I came up with 5 different kinds of puzzles. I might have left something out.

It would be nice to hear your thoughts on the different kinds of puzzle types below, and pick your brain on how you think: a good puzzle should be created (referring to the different types below ), an example of a certain puzzle that you enjoyed and why, and which game it was from.

1. Inventory puzzles

Combine Object A with Object B

Not many games get this right, but I love games that only allow objects getting picked up when they are needed, or when you only can combine object A with B when it makes actually makes sense to do it. A few games that I can think of that made this work are Gabriel Knight 1, Broken Sword 1, and Still Life. Also I like if the needed object is lying around somewhere near where it’s needed to be combined with the other object. For instance picking up a crowbar somewhere close to a crate that needs to be opened. A bad way would be for the player to pick up the crowbar 10 screens away in another area of the game world, 3 hours before it is actually needed. For instance the Tex Murphy games is doing this right. (Most of the times)

2. Isolated puzzles

Slider puzzles, mathematical puzzles, etc.
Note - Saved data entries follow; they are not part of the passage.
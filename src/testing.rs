//! Testing utilities.
//!
//! `ScriptedEngine` stands in for a browser engine so orchestrator and batch
//! behaviour can be tested without launching Chrome.

use std::collections::VecDeque;
use std::sync::{Arc, RwLock};
use std::time::Duration;

use async_trait::async_trait;

use crate::engine::{EngineAdapter, ExtractOptions};
use crate::error::EngineError;
use crate::query::NormalizedQuery;
use crate::record::Record;

/// One scripted response.
#[derive(Debug, Clone)]
pub enum Step {
    Return(Record),
    Fail(EngineError),
    /// Block until cancelled or the call's timeout elapses.
    Hang,
}

/// A deterministic engine that replays queued steps in order.
///
/// Once the queue is empty the fallback step (if any) repeats forever;
/// without one the engine fails with `ElementNotFound`.
#[derive(Clone)]
pub struct ScriptedEngine {
    name: String,
    steps: Arc<RwLock<VecDeque<Step>>>,
    repeat: Option<Step>,
    delay: Duration,
    calls: Arc<RwLock<Vec<String>>>,
}

impl ScriptedEngine {
    pub fn new(name: impl Into<String>) -> Self {
        Self {
            name: name.into(),
            steps: Arc::new(RwLock::new(VecDeque::new())),
            repeat: None,
            delay: Duration::ZERO,
            calls: Arc::new(RwLock::new(Vec::new())),
        }
    }

    pub fn then_return(self, record: Record) -> Self {
        self.steps.write().unwrap().push_back(Step::Return(record));
        self
    }

    pub fn then_fail(self, error: EngineError) -> Self {
        self.steps.write().unwrap().push_back(Step::Fail(error));
        self
    }

    pub fn then_hang(self) -> Self {
        self.steps.write().unwrap().push_back(Step::Hang);
        self
    }

    pub fn always_return(mut self, record: Record) -> Self {
        self.repeat = Some(Step::Return(record));
        self
    }

    pub fn always_fail(mut self, error: EngineError) -> Self {
        self.repeat = Some(Step::Fail(error));
        self
    }

    /// Simulated work time per call.
    pub fn with_delay(mut self, delay: Duration) -> Self {
        self.delay = delay;
        self
    }

    /// Queries this engine was called with, in call order.
    pub fn calls(&self) -> Vec<String> {
        self.calls.read().unwrap().clone()
    }

    pub fn call_count(&self) -> usize {
        self.calls.read().unwrap().len()
    }

    fn next_step(&self) -> Option<Step> {
        self.steps.write().unwrap().pop_front().or_else(|| self.repeat.clone())
    }
}

#[async_trait]
impl EngineAdapter for ScriptedEngine {
    fn name(&self) -> &str {
        &self.name
    }

    async fn extract(&self, query: &NormalizedQuery, options: &ExtractOptions) -> Result<Record, EngineError> {
        self.calls.write().unwrap().push(query.display().to_string());

        if !self.delay.is_zero() {
            tokio::select! {
                _ = tokio::time::sleep(self.delay) => {}
                _ = options.cancel.cancelled() => return Err(EngineError::Cancelled),
            }
        }

        match self.next_step() {
            Some(Step::Return(record)) => Ok(record),
            Some(Step::Fail(error)) => Err(error),
            Some(Step::Hang) => {
                tokio::select! {
                    _ = tokio::time::sleep(options.timeout) => Err(EngineError::NavigationTimeout(options.timeout)),
                    _ = options.cancel.cancelled() => Err(EngineError::Cancelled),
                }
            }
            None => Err(EngineError::ElementNotFound("scripted engine has no more steps".to_string())),
        }
    }
}

// ============================================================================
// Fixture Records
// ============================================================================

fn core(name: &str, cid: u64) -> crate::record::RecordBuilder {
    Record::builder(name)
        .cid(Some(cid))
        .address(Some("1585 Broadway, New York, NY 10036"))
        .phone(Some("+1 212-555-0100"))
        .coordinates(Some(40.7580), Some(-73.9855))
}

fn with_images(mut builder: crate::record::RecordBuilder, count: usize) -> crate::record::RecordBuilder {
    for i in 0..count {
        builder = builder.image(&format!("https://img.example/{}.jpg", i), Some("high"));
    }
    builder
}

/// Core fields, category, rating and five photos: scores 78.
pub fn rich_record(name: &str, cid: u64) -> Record {
    let builder = core(name, cid).category(Some("Coffee shop")).rating(Some(4.1));
    with_images(builder, 5).build().unwrap()
}

/// Core fields and five photos: scores 65.
pub fn core_record(name: &str, cid: u64) -> Record {
    with_images(core(name, cid), 5).build().unwrap()
}

/// Name and address only: scores 30.
pub fn sparse_record(name: &str) -> Record {
    Record::builder(name)
        .address(Some("1585 Broadway, New York, NY 10036"))
        .build()
        .unwrap()
}
//! Browser extraction engines.
//!
//! The orchestrator only sees `EngineAdapter`. Selectors, page structure and
//! browser lifecycle stay behind it.

pub mod fallback;
pub mod fast;
pub mod parse;
pub mod session;

use std::time::Duration;

use async_trait::async_trait;
use tokio_util::sync::CancellationToken;

use crate::error::EngineError;
use crate::query::NormalizedQuery;
use crate::record::Record;

pub use fallback::FallbackEngine;
pub use fast::FastEngine;
pub use session::SessionConfig;

/// Per-call knobs handed to an engine.
#[derive(Debug, Clone)]
pub struct ExtractOptions {
    pub include_reviews: bool,
    pub max_reviews: usize,
    /// Wall-clock budget for the whole call, browser launch included.
    pub timeout: Duration,
    pub cancel: CancellationToken,
}

impl Default for ExtractOptions {
    fn default() -> Self {
        Self {
            include_reviews: true,
            max_reviews: 20,
            timeout: Duration::from_secs(60),
            cancel: CancellationToken::new(),
        }
    }
}

/// One browser-automation backend.
///
/// On success the record always has a name. On failure the engine returns a
/// typed error, never a half-filled record. Each call owns exactly one browser
/// session and tears it down on every exit path.
#[async_trait]
pub trait EngineAdapter: Send + Sync {
    /// Stable name used for provenance, history and logs.
    fn name(&self) -> &str;

    async fn extract(&self, query: &NormalizedQuery, options: &ExtractOptions) -> Result<Record, EngineError>;
}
I don’t really have anything good to say about these kinds of puzzles. I don’t like them at all, but they always seem to be around. I know that some people might like them.

3. Environment puzzles   (not sure what to call these kind of puzzles, but I hope you get my point)

Example: To figure out a combination to a safe or how to open a door by getting information from the environment in the game (for instance reading a journal, solving a riddle, finding secondary information from conversations, etc.)

These types of puzzles are actually my favorites, as long as they can be solved with in-game information, and not by outside information/knowledge.

A textbook example on how NOT to design as puzzle like this is the cake baking puzzle in Still Life, where the player actually needs to know how to bake a certain recipe for real. There is no info in the game on how to do it, and the player needs to do a real Internet search, or actually know for real how to do it.

4. Dialogue puzzles

Open up new conversation trees by getting access to new information

A good example of a game that I think changed dialog puzzles to something interesting was Resonance.

5. Timed puzzles

Just like with slider puzzles, I really hate these kinds of events. I have nothing good to say about it. I am pretty sure that no Adventure Gamer like these. Smile

     

Anticipating:The Devil’s Men

Recently played:GK1 Remake (4), A Golden Wake (3), Child of Light (4) Memento Mori 2 (4) Face Noir (3.5) Tex Murphy: Tesla Effect (4) Blackwell Epiphany (4.5),Broken Sword 5(4.5), The Shivah Remake (4.5), Monkey Island 2 Remake (4.5)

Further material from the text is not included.